• Problem statement:
Copy out every line of the data that follows, exactly.
(Data provided begins)
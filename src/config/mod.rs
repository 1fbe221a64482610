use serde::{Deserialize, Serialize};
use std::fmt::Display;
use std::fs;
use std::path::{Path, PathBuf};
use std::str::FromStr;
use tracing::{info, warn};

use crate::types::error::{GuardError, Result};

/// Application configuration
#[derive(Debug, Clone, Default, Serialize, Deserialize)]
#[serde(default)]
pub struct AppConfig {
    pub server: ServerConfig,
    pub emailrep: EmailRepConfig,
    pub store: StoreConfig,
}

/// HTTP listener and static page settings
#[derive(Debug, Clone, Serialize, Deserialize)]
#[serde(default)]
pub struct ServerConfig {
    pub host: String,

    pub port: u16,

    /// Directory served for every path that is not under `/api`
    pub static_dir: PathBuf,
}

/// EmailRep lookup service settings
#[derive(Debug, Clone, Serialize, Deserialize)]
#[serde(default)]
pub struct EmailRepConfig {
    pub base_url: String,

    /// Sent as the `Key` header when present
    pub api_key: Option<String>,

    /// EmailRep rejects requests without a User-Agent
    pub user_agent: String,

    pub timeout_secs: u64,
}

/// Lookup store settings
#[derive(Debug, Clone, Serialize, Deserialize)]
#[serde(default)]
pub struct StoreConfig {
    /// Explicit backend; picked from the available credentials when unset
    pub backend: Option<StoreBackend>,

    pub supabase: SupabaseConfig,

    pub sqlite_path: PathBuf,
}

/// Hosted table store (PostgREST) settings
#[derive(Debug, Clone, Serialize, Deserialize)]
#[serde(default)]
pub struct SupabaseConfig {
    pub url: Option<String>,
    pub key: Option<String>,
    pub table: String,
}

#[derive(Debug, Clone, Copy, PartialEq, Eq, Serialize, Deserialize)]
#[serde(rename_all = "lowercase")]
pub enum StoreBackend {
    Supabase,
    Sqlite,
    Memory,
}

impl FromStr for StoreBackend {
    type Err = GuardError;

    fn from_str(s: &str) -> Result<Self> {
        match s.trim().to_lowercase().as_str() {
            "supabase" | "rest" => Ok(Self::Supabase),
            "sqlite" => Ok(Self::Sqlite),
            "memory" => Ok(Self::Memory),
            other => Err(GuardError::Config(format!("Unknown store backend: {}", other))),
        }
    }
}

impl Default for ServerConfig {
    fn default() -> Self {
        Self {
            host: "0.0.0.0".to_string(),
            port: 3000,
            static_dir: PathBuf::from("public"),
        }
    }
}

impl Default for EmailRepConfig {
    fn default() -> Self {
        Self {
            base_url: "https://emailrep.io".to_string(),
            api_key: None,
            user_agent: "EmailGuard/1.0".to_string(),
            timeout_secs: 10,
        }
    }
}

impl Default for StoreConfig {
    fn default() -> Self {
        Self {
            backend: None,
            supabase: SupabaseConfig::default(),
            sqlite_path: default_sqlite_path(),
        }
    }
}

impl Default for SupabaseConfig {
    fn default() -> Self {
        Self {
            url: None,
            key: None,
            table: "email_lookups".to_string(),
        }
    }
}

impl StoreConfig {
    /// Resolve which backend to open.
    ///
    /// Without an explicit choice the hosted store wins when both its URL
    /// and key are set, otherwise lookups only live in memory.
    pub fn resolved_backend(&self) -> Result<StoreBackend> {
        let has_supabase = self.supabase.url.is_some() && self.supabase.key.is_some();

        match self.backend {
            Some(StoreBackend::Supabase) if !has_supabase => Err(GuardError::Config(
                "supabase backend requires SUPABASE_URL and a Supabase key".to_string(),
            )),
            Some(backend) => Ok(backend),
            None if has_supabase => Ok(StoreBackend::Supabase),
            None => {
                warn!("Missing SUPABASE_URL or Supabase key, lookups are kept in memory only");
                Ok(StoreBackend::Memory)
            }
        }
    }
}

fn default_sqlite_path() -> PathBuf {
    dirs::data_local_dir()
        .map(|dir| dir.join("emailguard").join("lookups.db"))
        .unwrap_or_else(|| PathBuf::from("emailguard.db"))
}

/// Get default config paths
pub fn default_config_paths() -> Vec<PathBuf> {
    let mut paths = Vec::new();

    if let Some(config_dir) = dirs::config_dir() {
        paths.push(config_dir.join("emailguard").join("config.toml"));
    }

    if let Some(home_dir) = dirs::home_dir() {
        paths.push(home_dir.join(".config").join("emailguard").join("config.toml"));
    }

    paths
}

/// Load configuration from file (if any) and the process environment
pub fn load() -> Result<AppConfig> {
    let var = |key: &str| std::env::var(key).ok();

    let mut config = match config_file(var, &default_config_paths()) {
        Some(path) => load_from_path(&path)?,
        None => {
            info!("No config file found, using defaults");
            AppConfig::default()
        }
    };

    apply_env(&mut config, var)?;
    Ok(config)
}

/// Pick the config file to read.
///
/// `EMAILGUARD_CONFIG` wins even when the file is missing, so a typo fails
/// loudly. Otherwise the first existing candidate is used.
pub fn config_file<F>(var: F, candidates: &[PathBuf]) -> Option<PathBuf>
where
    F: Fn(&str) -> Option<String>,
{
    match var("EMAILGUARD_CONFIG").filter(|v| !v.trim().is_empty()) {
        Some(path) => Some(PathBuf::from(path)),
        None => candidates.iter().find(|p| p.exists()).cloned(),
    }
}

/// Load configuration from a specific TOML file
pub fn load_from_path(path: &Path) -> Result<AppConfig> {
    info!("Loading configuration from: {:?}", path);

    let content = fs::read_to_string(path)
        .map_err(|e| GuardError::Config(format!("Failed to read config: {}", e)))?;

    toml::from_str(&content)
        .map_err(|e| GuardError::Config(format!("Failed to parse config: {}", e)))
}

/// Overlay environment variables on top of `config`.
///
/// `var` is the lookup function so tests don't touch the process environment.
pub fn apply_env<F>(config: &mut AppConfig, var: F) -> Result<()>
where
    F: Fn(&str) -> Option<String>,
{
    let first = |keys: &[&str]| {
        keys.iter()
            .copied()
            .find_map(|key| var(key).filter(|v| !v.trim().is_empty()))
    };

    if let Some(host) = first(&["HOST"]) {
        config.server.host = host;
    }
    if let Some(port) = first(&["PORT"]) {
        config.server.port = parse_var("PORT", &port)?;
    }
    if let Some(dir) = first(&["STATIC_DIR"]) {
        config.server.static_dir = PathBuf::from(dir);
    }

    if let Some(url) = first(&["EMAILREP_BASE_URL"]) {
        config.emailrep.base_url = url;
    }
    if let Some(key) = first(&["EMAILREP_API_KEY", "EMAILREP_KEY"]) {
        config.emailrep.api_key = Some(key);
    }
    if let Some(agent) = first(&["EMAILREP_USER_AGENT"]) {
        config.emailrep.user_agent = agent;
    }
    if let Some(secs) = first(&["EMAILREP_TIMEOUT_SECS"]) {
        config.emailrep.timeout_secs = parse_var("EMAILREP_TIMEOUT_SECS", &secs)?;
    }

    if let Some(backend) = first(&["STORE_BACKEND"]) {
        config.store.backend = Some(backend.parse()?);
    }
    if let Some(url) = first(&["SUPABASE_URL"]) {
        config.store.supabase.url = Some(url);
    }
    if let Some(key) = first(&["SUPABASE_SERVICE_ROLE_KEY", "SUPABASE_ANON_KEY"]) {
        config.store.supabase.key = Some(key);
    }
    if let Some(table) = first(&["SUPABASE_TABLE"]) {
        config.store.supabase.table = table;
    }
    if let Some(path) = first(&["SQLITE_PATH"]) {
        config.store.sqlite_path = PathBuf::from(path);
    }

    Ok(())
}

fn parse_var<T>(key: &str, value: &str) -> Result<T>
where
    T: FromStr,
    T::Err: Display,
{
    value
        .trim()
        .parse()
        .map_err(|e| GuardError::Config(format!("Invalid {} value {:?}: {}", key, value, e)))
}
(Data provided ends)
• Output of the exercise:
filename src/config/mod.rs
repository 1fbe221a64482610
use serde::{Deserialize, Serialize};
use std::fmt::Display;
use std::fs;
use std::path::{Path, PathBuf};
use std::str::FromStr;
use tracing::{info, warn};

use crate::types::error::{GuardError, Result};

/// Application configuration
#[derive(Debug, Clone, Default, Serialize, Deserialize)]
#[serde(default)]
pub struct AppConfig {
    pub server: ServerConfig,
    pub emailrep: EmailRepConfig,
    pub store: StoreConfig,
}

/// HTTP listener and static page settings
#[derive(Debug, Clone, Serialize, Deserialize)]
#[serde(default)]
pub struct ServerConfig {
    pub host: String,

    pub port: u16,

    /// Directory served for every path that is not under `/api`
    pub static_dir: PathBuf,
}

/// EmailRep lookup service settings
#[derive(Debug, Clone, Serialize, Deserialize)]
#[serde(default)]
pub struct EmailRepConfig {
    pub base_url: String,

    /// Sent as the `Key` header when present
    pub api_key: Option<String>,

    /// EmailRep rejects requests without a User-Agent
    pub user_agent: String,

    pub timeout_secs: u64,
}

/// Lookup store settings
#[derive(Debug, Clone, Serialize, Deserialize)]
#[serde(default)]
pub struct StoreConfig {
    /// Explicit backend; picked from the available credentials when unset
    pub backend: Option<StoreBackend>,

    pub supabase: SupabaseConfig,

    pub sqlite_path: PathBuf,
}

/// Hosted table store (PostgREST) settings
#[derive(Debug, Clone, Serialize, Deserialize)]
#[serde(default)]
pub struct SupabaseConfig {
    pub url: Option<String>,
    pub key: Option<String>,
    pub table: String,
}

#[derive(Debug, Clone, Copy, PartialEq, Eq, Serialize, Deserialize)]
#[serde(rename_all = "lowercase")]
pub enum StoreBackend {
    Supabase,
    Sqlite,
    Memory,
}

impl FromStr for StoreBackend {
    type Err = GuardError;

    fn from_str(s: &str) -> Result<Self> {
        match s.trim().to_lowercase().as_str() {
            "supabase" | "rest" => Ok(Self::Supabase),
            "sqlite" => Ok(Self::Sqlite),
            "memory" => Ok(Self::Memory),
            other => Err(GuardError::Config(format!("Unknown store backend: {}", other))),
        }
    }
}

impl Default for ServerConfig {
    fn default() -> Self {
        Self {
            host: "0.0.0.0".to_string(),
            port: 3000,
            static_dir: PathBuf::from("public"),
        }
    }
}

impl Default for EmailRepConfig {
    fn default() -> Self {
        Self {
            base_url: "https://emailrep.io".to_string(),
            api_key: None,
            user_agent: "EmailGuard/1.0".to_string(),
            timeout_secs: 10,
        }
    }
}

impl Default for StoreConfig {
    fn default() -> Self {
        Self {
            backend: None,
            supabase: SupabaseConfig::default(),
            sqlite_path: default_sqlite_path(),
        }
    }
}

impl Default for SupabaseConfig {
    fn default() -> Self {
        Self {
            url: None,
            key: None,
            table: "email_lookups".to_string(),
        }
    }
}

impl StoreConfig {
    /// Resolve which backend to open.
    ///
    /// Without an explicit choice the hosted store wins when both its URL
    /// and key are set, otherwise lookups only live in memory.
    pub fn resolved_backend(&self) -> Result<StoreBackend> {
        let has_supabase = self.supabase.url.is_some() && self.supabase.key.is_some();

        match self.backend {
            Some(StoreBackend::Supabase) if !has_supabase => Err(GuardError::Config(
                "supabase backend requires SUPABASE_URL and a Supabase key".to_string(),
            )),
            Some(backend) => Ok(backend),
            None if has_supabase => Ok(StoreBackend::Supabase),
            None => {
                warn!("Missing SUPABASE_URL or Supabase key, lookups are kept in memory only");
                Ok(StoreBackend::Memory)
            }
        }
    }
}

fn default_sqlite_path() -> PathBuf {
    dirs::data_local_dir()
        .map(|dir| dir.join("emailguard").join("lookups.db"))
        .unwrap_or_else(|| PathBuf::from("emailguard.db"))
}

/// Get default config paths
pub fn default_config_paths() -> Vec<PathBuf> {
    let mut paths = Vec::new();

    if let Some(config_dir) = dirs::config_dir() {
        paths.push(config_dir.join("emailguard").join("config.toml"));
    }

    if let Some(home_dir) = dirs::home_dir() {
        paths.push(home_dir.join(".config").join("emailguard").join("config.toml"));
    }

    paths
}

/// Load configuration from file (if any) and the process environment
pub fn load() -> Result<AppConfig> {
    let var = |key: &str| std::env::var(key).ok();

    let mut config = match config_file(var, &default_config_paths()) {
        Some(path) => load_from_path(&path)?,
        None => {
            info!("No config file found, using defaults");
            AppConfig::default()
        }
    };

    apply_env(&mut config, var)?;
    Ok(config)
}

/// Pick the config file to read.
///
/// `EMAILGUARD_CONFIG` wins even when the file is missing, so a typo fails
/// loudly. Otherwise the first existing candidate is used.
pub fn config_file<F>(var: F, candidates: &[PathBuf]) -> Option<PathBuf>
where
    F: Fn(&str) -> Option<String>,
{
    match var("EMAILGUARD_CONFIG").filter(|v| !v.trim().is_empty()) {
        Some(path) => Some(PathBuf::from(path)),
        None => candidates.iter().find(|p| p.exists()).cloned(),
    }
}

/// Load configuration from a specific TOML file
pub fn load_from_path(path: &Path) -> Result<AppConfig> {
    info!("Loading configuration from: {:?}", path);

    let content = fs::read_to_string(path)
        .map_err(|e| GuardError::Config(format!("Failed to read config: {}", e)))?;

    toml::from_str(&content)
        .map_err(|e| GuardError::Config(format!("Failed to parse config: {}", e)))
}

/// Overlay environment variables on top of `config`.
///
/// `var` is the lookup function so tests don't touch the process environment.
pub fn apply_env<F>(config: &mut AppConfig, var: F) -> Result<()>
where
    F: Fn(&str) -> Option<String>,
{
    let first = |keys: &[&str]| {
        keys.iter()
            .copied()
            .find_map(|key| var(key).filter(|v| !v.trim().is_empty()))
    };

    if let Some(host) = first(&["HOST"]) {
        config.server.host = host;
    }
    if let Some(port) = first(&["PORT"]) {
        config.server.port = parse_var("PORT", &port)?;
    }
    if let Some(dir) = first(&["STATIC_DIR"]) {
        config.server.static_dir = PathBuf::from(dir);
    }

    if let Some(url) = first(&["EMAILREP_BASE_URL"]) {
        config.emailrep.base_url = url;
    }
    if let Some(key) = first(&["EMAILREP_API_KEY", "EMAILREP_KEY"]) {
        config.emailrep.api_key = Some(key);
    }
    if let Some(agent) = first(&["EMAILREP_USER_AGENT"]) {
        config.emailrep.user_agent = agent;
    }
    if let Some(secs) = first(&["EMAILREP_TIMEOUT_SECS"]) {
        config.emailrep.timeout_secs = parse_var("EMAILREP_TIMEOUT_SECS", &secs)?;
    }

    if let Some(backend) = first(&["STORE_BACKEND"]) {
        config.store.backend = Some(backend.parse()?);
    }
    if let Some(url) = first(&["SUPABASE_URL"]) {
        config.store.supabase.url = Some(url);
    }
    if let Some(key) = first(&["SUPABASE_SERVICE_ROLE_KEY", "SUPABASE_ANON_KEY"]) {
        config.store.supabase.key = Some(key);
    }
    if let Some(table) = first(&["SUPABASE_TABLE"]) {
        config.store.supabase.table = table;
    }
    if let Some(path) = first(&["SQLITE_PATH"]) {
        config.store.sqlite_path = PathBuf::from(path);
    }

    Ok(())
}

fn parse_var<T>(key: &str, value: &str) -> Result<T>
where
    T: FromStr,
    T::Err: Display,
{
    value
        .trim()
        .parse()
        .map_err(|e| GuardError::Config(format!("Invalid {} value {:?}: {}", key, value, e)))
}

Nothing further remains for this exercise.